Audrey ("Mickey") Patterson was born in New Orleans, Louisiana, to Lionel Patterson and Josephine Nero Patterson. She attended Danneel Elementary School and Gilbert Academy, where she developed a passion for running. She earned a Tennessee State University in Nashville scholarship and graduated from Southern University in Baton Rouge, Louisiana. Unbeaten as a prep and college competitor, she was a star in the 100- and 200-meter races and 400-meter relay and a national and international champion in the two individual events.

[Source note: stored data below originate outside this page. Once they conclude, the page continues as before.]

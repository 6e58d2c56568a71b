/// Translate interface - wire types shared with the remote translation service

use async_trait::async_trait;
use serde::{Deserialize, Serialize};

use super::error::DispatchError;

/// Context tag sent with every request when none is configured
pub const DEFAULT_CONTEXT: &str = "neutral";

/// Body of `POST /translate`
#[derive(Debug, Clone, PartialEq, Eq, Serialize, Deserialize)]
pub struct TranslationRequest {
    pub text: String,
    pub target_lang: String,
    pub context: String,
}

impl TranslationRequest {
    /// JSON body sent to every endpoint of a dispatch call
    pub fn to_json_bytes(&self) -> serde_json::Result<Vec<u8>> {
        serde_json::to_vec(self)
    }
}

/// Body of a successful `POST /translate` response
#[derive(Debug, Clone, Serialize, Deserialize)]
pub struct TranslationResponse {
    pub translation: String,
}

/// Which language of the pair is the translation target
#[derive(Debug, Clone, Copy, PartialEq, Eq, Hash, Default, Serialize, Deserialize)]
#[serde(rename_all = "lowercase")]
pub enum Direction {
    /// source -> target
    #[default]
    Forward,
    /// target -> source
    Reversed,
}

impl Direction {
    pub fn toggle(self) -> Self {
        match self {
            Direction::Forward => Direction::Reversed,
            Direction::Reversed => Direction::Forward,
        }
    }
}

/// The two languages a translator works between
#[derive(Debug, Clone, PartialEq, Eq, Serialize, Deserialize)]
pub struct LanguagePair {
    #[serde(default = "default_source")]
    pub source: String,
    #[serde(default = "default_target")]
    pub target: String,
}

fn default_source() -> String {
    "English".to_string()
}

fn default_target() -> String {
    "Danish".to_string()
}

impl Default for LanguagePair {
    fn default() -> Self {
        Self {
            source: default_source(),
            target: default_target(),
        }
    }
}

impl LanguagePair {
    pub fn new(source: impl Into<String>, target: impl Into<String>) -> Self {
        Self {
            source: source.into(),
            target: target.into(),
        }
    }

    /// Language the text is translated into
    pub fn target_for(&self, direction: Direction) -> &str {
        match direction {
            Direction::Forward => &self.target,
            Direction::Reversed => &self.source,
        }
    }

    /// Language the input text is expected to be in
    pub fn source_for(&self, direction: Direction) -> &str {
        match direction {
            Direction::Forward => &self.source,
            Direction::Reversed => &self.target,
        }
    }

    /// e.g. "English to Danish"
    pub fn label(&self, direction: Direction) -> String {
        format!("{} to {}", self.source_for(direction), self.target_for(direction))
    }
}

/// Reachability of one configured endpoint
#[derive(Debug, Clone, Serialize, Deserialize)]
pub struct EndpointHealth {
    pub url: String,
    pub reachable: bool,
    #[serde(skip_serializing_if = "Option::is_none")]
    pub status: Option<u16>,
    #[serde(skip_serializing_if = "Option::is_none")]
    pub error: Option<String>,
}

/// Anything that can turn text into its translation for a direction
#[async_trait]
pub trait Translator: Send + Sync {
    /// Translate `text` into the target language selected by `direction`
    async fn translate(&self, text: &str, direction: Direction) -> Result<String, DispatchError>;

    /// Language pair this translator serves
    fn languages(&self) -> &LanguagePair;

    /// Check the backing endpoints, if there are any
    async fn endpoint_health(&self) -> Vec<EndpointHealth> {
        Vec::new()
    }
}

She won the 200-meter race at the U.S. Olympic trials in 1948, making her one of nine Black American female track athletes to compete at the London Games. She was 22 when she won her Olympic medal, covering 200 meters in 25.2 seconds, the same time as Shirley Strickland of Australia. It took officials 45 minutes to decide that Miss Patterson would get the bronze medal; Strickland was placed fourth. Fanny Blankers-Koen of the Netherlands considered the greatest female Olympian of her time, won the race, earning her third gold medal of the 1948 games. In receiving the bronze medal, Patterson is distinguished as the United States' first Black woman to win an Olympic medal.
A few days later, Alice Coachman won a gold medal in the high jump. The London games were also the first time the 200-meter distance race was included for women competitors. 1965 she founded Mickey's Missiles, a track club for girls 6 to 18. Boys joined the group several years later. It grew from three members in its first year to more than 125 and produced Olympic sprinters Jackie Thompson, who competed in the 200-meter race in 1972, and Dennis Mitchell, who ran in the 100-meter dash in 1988, 1992, and 1996. Patterson married Ronald Tyler and settled in San Diego. She was the mother of two sons, Herbert Hunter and Gerald Hunter, and two daughters, Cynthia Lowery and Andrea Nelson.

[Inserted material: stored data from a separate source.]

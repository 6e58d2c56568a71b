use chrono::{DateTime, Utc};
use serde::{Deserialize, Serialize};
use tokio::sync::RwLock;
use uuid::Uuid;

use crate::translate::interface::{Direction, LanguagePair};

pub const SHARE_TITLE: &str = "TrueText Translation";

#[derive(Debug, Clone, PartialEq, Eq, Serialize, Deserialize)]
pub struct HistoryEntry {
    pub id: Uuid,
    pub original: String,
    pub translation: String,
    pub timestamp: DateTime<Utc>,
    pub direction: Direction,
}

impl HistoryEntry {
    pub fn new(original: impl Into<String>, translation: impl Into<String>, direction: Direction) -> Self {
        Self {
            id: Uuid::new_v4(),
            original: original.into(),
            translation: translation.into(),
            timestamp: Utc::now(),
            direction,
        }
    }

    /// Text handed to the share sheet
    pub fn share_text(&self) -> String {
        format!("Original: {}\n\nTranslation: {}", self.original, self.translation)
    }

    pub fn source_lang<'a>(&self, languages: &'a LanguagePair) -> &'a str {
        languages.source_for(self.direction)
    }

    pub fn target_lang<'a>(&self, languages: &'a LanguagePair) -> &'a str {
        languages.target_for(self.direction)
    }

    pub fn relative_time(&self, now: DateTime<Utc>) -> String {
        format_relative(self.timestamp, now)
    }
}

/// "12m ago", "3h ago", "2d ago"
pub fn format_relative(timestamp: DateTime<Utc>, now: DateTime<Utc>) -> String {
    let elapsed = now.signed_duration_since(timestamp);
    let minutes = elapsed.num_minutes().max(0);
    let hours = elapsed.num_hours().max(0);
    let days = elapsed.num_days().max(0);

    if minutes < 60 {
        format!("{}m ago", minutes)
    } else if hours < 24 {
        format!("{}h ago", hours)
    } else {
        format!("{}d ago", days)
    }
}

/// In-memory translation history, newest first. Lost on restart.
pub struct HistoryStore {
    entries: RwLock<Vec<HistoryEntry>>,
    limit: usize,
}

impl HistoryStore {
    pub fn new(limit: usize) -> Self {
        Self {
            entries: RwLock::new(Vec::new()),
            limit,
        }
    }

    pub async fn record(
        &self,
        original: impl Into<String>,
        translation: impl Into<String>,
        direction: Direction,
    ) -> HistoryEntry {
        let entry = HistoryEntry::new(original, translation, direction);
        self.insert(entry.clone()).await;
        entry
    }

    pub async fn insert(&self, entry: HistoryEntry) {
        let mut entries = self.entries.write().await;
        entries.insert(0, entry);
        if entries.len() > self.limit {
            let dropped = entries.len() - self.limit;
            entries.truncate(self.limit);
            tracing::debug!("History limit reached, dropped {} oldest entries", dropped);
        }
    }

    pub async fn list(&self) -> Vec<HistoryEntry> {
        self.entries.read().await.clone()
    }

    pub async fn get(&self, id: Uuid) -> Option<HistoryEntry> {
        self.entries.read().await.iter().find(|e| e.id == id).cloned()
    }

    pub async fn remove(&self, id: Uuid) -> bool {
        let mut entries = self.entries.write().await;
        let before = entries.len();
        entries.retain(|e| e.id != id);
        entries.len() != before
    }

    pub async fn clear(&self) {
        self.entries.write().await.clear();
    }

    pub async fn len(&self) -> usize {
        self.entries.read().await.len()
    }

    pub async fn is_empty(&self) -> bool {
        self.entries.read().await.is_empty()
    }
}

She managed the U.S. women's track team that toured the Soviet Union and Germany in 1969 and coached the team that competed against a Russian squad in Texas in 1974. 1982 she founded the Martin Luther King Freedom Run in San Diego. Patterson was named the Woman Athlete of the Year by the Amateur Athletic Union 1949. She served as First Vice President of the Amateur Athletic Union, Director of the Pacific Southwest Association and the YMCA, Governor of the Western District of the National Association of Negro Business and Professional Women, and a member of the Urban League, NAACP, and 1984 Olympic Spirit Team.
She received the San Diego Woman of the Year and Press Club Headliner awards. 1978 she was inducted into the Greater New Orleans Sports Hall of Fame. Soon after, she was inducted into the Louisiana Sports Hall of Fame at the Superdome. Audrey Patterson died in National City, California, on August 23, 1996.